Su rasgo más destacado es el eclecticismo, capaz de asimilar las formas y los estilos más dispares, manejados a su antojo con una maestría incuestionable, que le permitió desarrollar una composición muy personal y plena de hallazgos innovadores.

Gran orquestador y por lo tanto gran conocedor de timbres y colores, en Nicolette, Ravel presenta un tema con variaciones en cuatro estrofas sobre una versión muy particular del cuento de Caperucita Roja, dramatizando los diálogos con un marcado sentido descriptivo, cargados de onomatopeyas y dinámicas expresivas.

Claude Debussy (1862-1918) es una figura esencial en la evolución de la música occidental.
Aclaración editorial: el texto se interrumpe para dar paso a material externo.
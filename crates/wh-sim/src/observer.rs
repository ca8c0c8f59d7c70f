//! Observer trait for progress reporting and data collection.

use wh_core::Tick;
use wh_task::Agent;

use crate::{AgentStats, TickSummary};

/// Callbacks invoked by [`Warehouse::run`][crate::Warehouse::run] and its
/// siblings at key points in the tick loop.
///
/// All methods default to no-ops.
pub trait WarehouseObserver {
    /// Called at the very start of each tick, before any agent acts.
    fn on_tick_start(&mut self, _tick: Tick) {}

    /// Called once every agent has acted.
    fn on_tick_end(&mut self, _summary: &TickSummary) {}

    /// Called every `config.output_interval_ticks` ticks with read-only
    /// access to all agents.
    fn on_snapshot(&mut self, _tick: Tick, _agents: &[Agent]) {}

    /// Called once after the last tick of a run.
    fn on_sim_end(&mut self, _final_tick: Tick, _stats: &[AgentStats]) {}
}

/// A [`WarehouseObserver`] that does nothing.
pub struct NoopObserver;

impl WarehouseObserver for NoopObserver {}
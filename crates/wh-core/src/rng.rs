//! Deterministic per-agent and seeding RNG wrappers.
//!
//! Each agent owns an independent `SmallRng` seeded by
//!
//!   seed = global_seed XOR (agent_id * MIXING_CONSTANT)
//!
//! so an agent's backoff draws never depend on how many draws other agents
//! made before it.  Placement during seeding uses a separate [`SimRng`].

use rand::rngs::SmallRng;
use rand::{Rng, SeedableRng};

use crate::AgentId;

/// 64-bit fractional golden-ratio constant for seed mixing.
const MIXING_CONSTANT: u64 = 0x9e37_79b9_7f4a_7c15;

// ── AgentRng ──────────────────────────────────────────────────────────────────

/// Per-agent deterministic RNG.
pub struct AgentRng(SmallRng);

impl AgentRng {
    /// Seed deterministically from the run's global seed and an agent id.
    pub fn new(global_seed: u64, agent: AgentId) -> Self {
        let seed = global_seed ^ (agent.0 as u64).wrapping_mul(MIXING_CONSTANT);
        AgentRng(SmallRng::seed_from_u64(seed))
    }

    /// Generate a value uniformly in `range`.
    #[inline]
    pub fn gen_range<T, R>(&mut self, range: R) -> T
    where
        T: rand::distributions::uniform::SampleUniform,
        R: rand::distributions::uniform::SampleRange<T>,
    {
        self.0.gen_range(range)
    }
}

// ── SimRng ────────────────────────────────────────────────────────────────────

/// Simulation-level RNG used while seeding the map.
pub struct SimRng(SmallRng);

impl SimRng {
    pub fn new(seed: u64) -> Self {
        SimRng(SmallRng::seed_from_u64(seed))
    }

    #[inline]
    pub fn gen_range<T, R>(&mut self, range: R) -> T
    where
        T: rand::distributions::uniform::SampleUniform,
        R: rand::distributions::uniform::SampleRange<T>,
    {
        self.0.gen_range(range)
    }

    /// Choose a random element from a slice.  `None` if it is empty.
    #[inline]
    pub fn choose<'a, T>(&mut self, slice: &'a [T]) -> Option<&'a T> {
        use rand::seq::SliceRandom;
        slice.choose(&mut self.0)
    }
}
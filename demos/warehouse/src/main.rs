//! warehouse: sorting run on a small single-level floor.
//!
//! Seeds objects, storages and agents from a JSON config (first argument) or
//! the built-in default, runs until every object is stored or the tick budget
//! is spent, and writes run statistics to `output/warehouse/`.
//!
//! ```text
//! RUST_LOG=wh=debug cargo run -p warehouse -- my_floor.json
//! ```

use std::path::Path;
use std::time::Instant;

use anyhow::{Context, Result};
use memory_stats::memory_stats;
use tracing_subscriber::EnvFilter;

use wh_grid::TracingNotifier;
use wh_nav::BfsPathfinder;
use wh_output::{CsvWriter, StatsObserver};
use wh_sim::{WarehouseBuilder, WarehouseConfig};
use wh_task::StemClassifier;

// ── Constants ─────────────────────────────────────────────────────────────────

const OUTPUT_DIR: &str = "output/warehouse";

// ── Memory helper ─────────────────────────────────────────────────────────────

fn mem_mb() -> f64 {
    memory_stats()
        .map(|s| s.physical_mem as f64 / (1024.0 * 1024.0))
        .unwrap_or(0.0)
}

fn load_config() -> Result<WarehouseConfig> {
    match std::env::args().nth(1) {
        Some(path) => {
            let text = std::fs::read_to_string(&path).with_context(|| format!("reading {path}"))?;
            serde_json::from_str(&text).with_context(|| format!("parsing {path}"))
        }
        None => Ok(WarehouseConfig::default()),
    }
}

// ── main ──────────────────────────────────────────────────────────────────────

fn main() -> Result<()> {
    tracing_subscriber::fmt()
        .with_env_filter(EnvFilter::try_from_default_env().unwrap_or_else(|_| EnvFilter::new("info")))
        .init();

    // 1. Config.
    let config = load_config()?;
    println!("=== warehouse: multi-agent sorting ===");
    println!(
        "Floor: {}  |  Storages: {}  |  Objects: {}  |  Agents: {}  |  Seed: {}",
        config.dimensions,
        config.storages.len(),
        config.object_count,
        config.agent_count,
        config.sim.seed,
    );
    println!("Categories: {}", config.categories.join(", "));
    println!();

    // 2. Seed the warehouse.
    let budget = config.sim.total_ticks;
    let mut wh = WarehouseBuilder::new(config, StemClassifier, BfsPathfinder)
        .notifier(TracingNotifier)
        .build()?;
    println!("Seeded {} objects, {} agents  (RSS {:.1} MB)", wh.seeded_objects, wh.agents.len(), mem_mb());

    // 3. Output.
    std::fs::create_dir_all(OUTPUT_DIR)?;
    let writer = CsvWriter::new(Path::new(OUTPUT_DIR))?;
    let mut obs = StatsObserver::new(writer);

    // 4. Run.
    let t0 = Instant::now();
    let sorted_at = wh.run_until_sorted(budget, &mut obs)?;
    let elapsed = t0.elapsed();

    if let Some(e) = obs.take_error() {
        eprintln!("output error: {e}");
    }

    // 5. Summary.
    let census = wh.census();
    match sorted_at {
        Some(tick) => println!("Sorted at {tick} in {:.3} s", elapsed.as_secs_f64()),
        None => println!("Not sorted after {budget} ticks ({:.3} s)", elapsed.as_secs_f64()),
    }
    println!(
        "  floor {}  carried {}  stored {}  (RSS {:.1} MB)",
        census.floor, census.carried, census.stored, mem_mb(),
    );
    println!("  output written to {OUTPUT_DIR}/");
    println!();

    // 6. Per-agent table.
    println!("{:<8} {:<8} {:<8} {:<12}", "Agent", "Moves", "Stores", "Moves/store");
    println!("{}", "-".repeat(38));
    for s in wh.agent_stats() {
        let ratio = s.moves_per_store.map(|m| format!("{m:.2}")).unwrap_or_else(|| "-".into());
        println!("{:<8} {:<8} {:<8} {:<12}", s.agent.to_string(), s.moves, s.stores, ratio);
    }

    Ok(())
}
Desde muy joven en el Conservatorio de París supo demostrar que su inconformismo y su antiacademicismo no están reñidos con el conocimiento profundo de sus predecesores, hasta el punto de que precisamente hemos de ver en su sincera admiración por Wagner, las claves de su búsqueda de un lenguaje nuevo, netamente francés y plenamente asimilado al Simbolismo poético y al Impresionismo pictórico que impregnaban su entorno artístico, que cambió para siempre el rumbo histórico de la composición musical.

Frente a la concepción clásica que centra la creación musical en la estructuración y desarrollo de unos temas bien definidos, Debussy crea una atmósfera, un mundo sugerente de sensaciones que son los espectadores-oyentes los que tienen que concretar según sus aptitudes y actitudes. Esta ruptura de la línea permite jugar con las tonalidades y las sonoridades y sumergirse en una nueva “paleta” inimaginable hasta entonces. Realmente ahí empezó la nueva composición del siglo XX.

Es en este contexto estético en el que debemos situarnos para abordar estas dos canciones programadas Dieu! Qu’il la fait bon regarder e Yver, vous n’estes qu’un villain de Charles D’Orlèans, en las que Debussy recrea el concepto contrapuntístico renacentista imbuido en la innovadora y sugerente atmósfera impresionista.